__What you need to do__:
Here are some entries; quote each one exactly.

Top of Data section

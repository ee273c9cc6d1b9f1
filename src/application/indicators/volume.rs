use crate::application::indicators::moving_average::{tail, trailing_windows, window_mean};
use crate::domain::ml::feature_registry::{
    GRADUAL_SPIKE_SMOOTHING, GRADUAL_SPIKE_WINDOW, GRADUAL_SPIKE_Z, SHARP_SPIKE_WINDOW,
    SHARP_SPIKE_Z,
};
use statrs::statistics::{Data, Distribution};

/// Z-score of `value` against `window`. `None` when the window has fewer than
/// two samples or no deviation.
pub fn zscore(value: f64, window: &[f64]) -> Option<f64> {
    if window.len() < 2 {
        return None;
    }
    let data = Data::new(window.to_vec());
    let mean = data.mean()?;
    let std_dev = data.std_dev()?;
    if std_dev == 0.0 || !std_dev.is_finite() {
        return None;
    }
    Some((value - mean) / std_dev)
}

fn flag(z: Option<f64>, threshold: f64) -> f64 {
    match z {
        Some(z) if z >= threshold => 1.0,
        _ => 0.0,
    }
}

/// 1.0 when the last volume of the window is an outlier against the window.
pub fn sharp_spike_at(volume_window: &[f64]) -> f64 {
    let window = tail(volume_window, SHARP_SPIKE_WINDOW);
    match window.last() {
        Some(last) => flag(zscore(*last, window), SHARP_SPIKE_Z),
        None => 0.0,
    }
}

/// 1.0 when the short smoothed volume stands out against the wide baseline.
pub fn gradual_spike_at(volume_window: &[f64]) -> f64 {
    let window = tail(volume_window, GRADUAL_SPIKE_WINDOW);
    let smoothed = window_mean(tail(window, GRADUAL_SPIKE_SMOOTHING));
    flag(zscore(smoothed, window), GRADUAL_SPIKE_Z)
}

pub fn sharp_liquidity_spike(volumes: &[f64]) -> Vec<f64> {
    trailing_windows(volumes, SHARP_SPIKE_WINDOW)
        .map(sharp_spike_at)
        .collect()
}

pub fn gradual_liquidity_spike(volumes: &[f64]) -> Vec<f64> {
    trailing_windows(volumes, GRADUAL_SPIKE_WINDOW)
        .map(gradual_spike_at)
        .collect()
}

#[cfg(test)]
mod tests {
    use super::*;

    #[test]
    fn test_single_burst_is_sharp() {
        let mut volumes = vec![1000.0, 1010.0, 990.0, 1005.0, 995.0];
        volumes.extend(std::iter::repeat_n(1000.0, 15));
        volumes.push(50_000.0);
        let flags = sharp_liquidity_spike(&volumes);

        assert_eq!(flags.len(), volumes.len());
        assert_eq!(flags[20], 1.0);
        assert!(flags[..20].iter().all(|f| *f == 0.0));
    }

    #[test]
    fn test_short_or_flat_windows_never_flag() {
        assert_eq!(sharp_spike_at(&[5.0]), 0.0);
        assert_eq!(sharp_spike_at(&[5.0, 5.0, 5.0]), 0.0);
        assert_eq!(gradual_spike_at(&[]), 0.0);
        assert!(zscore(1.0, &[1.0]).is_none());
    }

    #[test]
    fn test_sustained_rise_is_gradual() {
        let mut volumes: Vec<f64> = (0..45).map(|i| 1000.0 + (i % 3) as f64 * 10.0).collect();
        volumes.extend(std::iter::repeat_n(3000.0, 5));
        let flags = gradual_liquidity_spike(&volumes);

        assert_eq!(flags[49], 1.0);
        assert_eq!(flags[10], 0.0);
    }
}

Bottom of Data section

__Output__:
repository ee273c9cc6d1b9f1
filename src/application/indicators/volume.rs
use crate::application::indicators::moving_average::{tail, trailing_windows, window_mean};
use crate::domain::ml::feature_registry::{
    GRADUAL_SPIKE_SMOOTHING, GRADUAL_SPIKE_WINDOW, GRADUAL_SPIKE_Z, SHARP_SPIKE_WINDOW,
    SHARP_SPIKE_Z,
};
use statrs::statistics::{Data, Distribution};

/// Z-score of `value` against `window`. `None` when the window has fewer than
/// two samples or no deviation.
pub fn zscore(value: f64, window: &[f64]) -> Option<f64> {
    if window.len() < 2 {
        return None;
    }
    let data = Data::new(window.to_vec());
    let mean = data.mean()?;
    let std_dev = data.std_dev()?;
    if std_dev == 0.0 || !std_dev.is_finite() {
        return None;
    }
    Some((value - mean) / std_dev)
}

fn flag(z: Option<f64>, threshold: f64) -> f64 {
    match z {
        Some(z) if z >= threshold => 1.0,
        _ => 0.0,
    }
}

/// 1.0 when the last volume of the window is an outlier against the window.
pub fn sharp_spike_at(volume_window: &[f64]) -> f64 {
    let window = tail(volume_window, SHARP_SPIKE_WINDOW);
    match window.last() {
        Some(last) => flag(zscore(*last, window), SHARP_SPIKE_Z),
        None => 0.0,
    }
}

/// 1.0 when the short smoothed volume stands out against the wide baseline.
pub fn gradual_spike_at(volume_window: &[f64]) -> f64 {
    let window = tail(volume_window, GRADUAL_SPIKE_WINDOW);
    let smoothed = window_mean(tail(window, GRADUAL_SPIKE_SMOOTHING));
    flag(zscore(smoothed, window), GRADUAL_SPIKE_Z)
}

pub fn sharp_liquidity_spike(volumes: &[f64]) -> Vec<f64> {
    trailing_windows(volumes, SHARP_SPIKE_WINDOW)
        .map(sharp_spike_at)
        .collect()
}

pub fn gradual_liquidity_spike(volumes: &[f64]) -> Vec<f64> {
    trailing_windows(volumes, GRADUAL_SPIKE_WINDOW)
        .map(gradual_spike_at)
        .collect()
}

#[cfg(test)]
mod tests {
    use super::*;

    #[test]
    fn test_single_burst_is_sharp() {
        let mut volumes = vec![1000.0, 1010.0, 990.0, 1005.0, 995.0];
        volumes.extend(std::iter::repeat_n(1000.0, 15));
        volumes.push(50_000.0);
        let flags = sharp_liquidity_spike(&volumes);

        assert_eq!(flags.len(), volumes.len());
        assert_eq!(flags[20], 1.0);
        assert!(flags[..20].iter().all(|f| *f == 0.0));
    }

    #[test]
    fn test_short_or_flat_windows_never_flag() {
        assert_eq!(sharp_spike_at(&[5.0]), 0.0);
        assert_eq!(sharp_spike_at(&[5.0, 5.0, 5.0]), 0.0);
        assert_eq!(gradual_spike_at(&[]), 0.0);
        assert!(zscore(1.0, &[1.0]).is_none());
    }

    #[test]
    fn test_sustained_rise_is_gradual() {
        let mut volumes: Vec<f64> = (0..45).map(|i| 1000.0 + (i % 3) as f64 * 10.0).collect();
        volumes.extend(std::iter::repeat_n(3000.0, 5));
        let flags = gradual_liquidity_spike(&volumes);

        assert_eq!(flags[49], 1.0);
        assert_eq!(flags[10], 0.0);
    }
}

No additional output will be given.